### Exercise objective
Among the records below, find each line that includes the string "table" and copy it.

### Extracted information
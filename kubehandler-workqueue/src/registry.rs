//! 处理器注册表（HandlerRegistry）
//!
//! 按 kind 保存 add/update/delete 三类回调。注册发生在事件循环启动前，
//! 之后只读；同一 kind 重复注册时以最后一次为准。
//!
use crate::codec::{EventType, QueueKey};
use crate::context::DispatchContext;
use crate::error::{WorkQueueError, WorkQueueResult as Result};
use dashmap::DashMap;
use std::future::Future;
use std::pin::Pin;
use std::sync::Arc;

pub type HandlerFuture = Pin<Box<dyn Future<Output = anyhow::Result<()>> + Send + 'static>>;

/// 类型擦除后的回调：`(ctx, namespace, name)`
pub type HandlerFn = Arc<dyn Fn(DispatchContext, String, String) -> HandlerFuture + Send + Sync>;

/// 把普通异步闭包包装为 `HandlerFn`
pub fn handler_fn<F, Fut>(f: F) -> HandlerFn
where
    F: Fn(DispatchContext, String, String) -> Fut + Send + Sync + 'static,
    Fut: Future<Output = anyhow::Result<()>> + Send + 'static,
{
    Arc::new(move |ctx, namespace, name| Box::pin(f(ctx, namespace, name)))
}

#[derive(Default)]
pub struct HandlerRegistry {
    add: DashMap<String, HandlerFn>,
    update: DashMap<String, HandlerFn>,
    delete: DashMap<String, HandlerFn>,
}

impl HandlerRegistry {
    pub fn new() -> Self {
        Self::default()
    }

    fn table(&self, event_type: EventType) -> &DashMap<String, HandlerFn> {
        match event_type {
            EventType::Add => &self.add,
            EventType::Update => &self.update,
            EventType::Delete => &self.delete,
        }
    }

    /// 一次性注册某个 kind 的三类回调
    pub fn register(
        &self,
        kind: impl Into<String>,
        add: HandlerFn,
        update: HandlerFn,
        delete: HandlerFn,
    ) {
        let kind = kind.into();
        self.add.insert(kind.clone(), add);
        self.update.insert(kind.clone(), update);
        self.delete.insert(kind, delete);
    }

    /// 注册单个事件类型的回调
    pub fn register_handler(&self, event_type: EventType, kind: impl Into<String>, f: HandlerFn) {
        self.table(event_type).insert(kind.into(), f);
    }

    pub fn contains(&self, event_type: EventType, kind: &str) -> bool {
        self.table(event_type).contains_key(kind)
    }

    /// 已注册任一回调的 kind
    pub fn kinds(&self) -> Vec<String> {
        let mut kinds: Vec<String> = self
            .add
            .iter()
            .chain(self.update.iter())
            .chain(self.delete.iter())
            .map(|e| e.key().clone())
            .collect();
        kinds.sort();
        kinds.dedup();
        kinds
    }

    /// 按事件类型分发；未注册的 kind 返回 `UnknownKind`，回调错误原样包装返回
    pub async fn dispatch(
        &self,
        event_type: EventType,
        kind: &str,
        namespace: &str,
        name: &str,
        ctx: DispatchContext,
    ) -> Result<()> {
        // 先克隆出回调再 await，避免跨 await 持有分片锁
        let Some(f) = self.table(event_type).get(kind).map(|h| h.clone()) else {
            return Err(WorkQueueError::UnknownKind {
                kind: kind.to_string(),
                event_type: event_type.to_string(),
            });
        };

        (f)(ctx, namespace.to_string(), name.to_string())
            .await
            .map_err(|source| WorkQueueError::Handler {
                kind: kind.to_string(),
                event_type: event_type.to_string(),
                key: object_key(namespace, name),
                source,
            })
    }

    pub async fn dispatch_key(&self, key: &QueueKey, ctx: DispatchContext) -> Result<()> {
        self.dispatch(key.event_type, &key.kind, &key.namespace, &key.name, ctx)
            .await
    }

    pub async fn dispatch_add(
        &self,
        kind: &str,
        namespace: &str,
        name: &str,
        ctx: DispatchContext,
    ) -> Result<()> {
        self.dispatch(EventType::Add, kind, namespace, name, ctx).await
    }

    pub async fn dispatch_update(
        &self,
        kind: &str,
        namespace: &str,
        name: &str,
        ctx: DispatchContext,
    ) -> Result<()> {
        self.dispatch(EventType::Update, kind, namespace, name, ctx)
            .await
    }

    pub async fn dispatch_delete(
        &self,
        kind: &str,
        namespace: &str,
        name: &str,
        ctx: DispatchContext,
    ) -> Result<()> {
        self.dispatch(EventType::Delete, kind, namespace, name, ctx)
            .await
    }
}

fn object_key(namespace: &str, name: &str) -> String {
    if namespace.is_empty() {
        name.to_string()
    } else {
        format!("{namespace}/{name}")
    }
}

### Result of this exercise
    fn table(&self, event_type: EventType) -> &DashMap<String, HandlerFn> {
        self.table(event_type).insert(kind.into(), f);
        self.table(event_type).contains_key(kind)
        let Some(f) = self.table(event_type).get(kind).map(|h| h.clone()) else {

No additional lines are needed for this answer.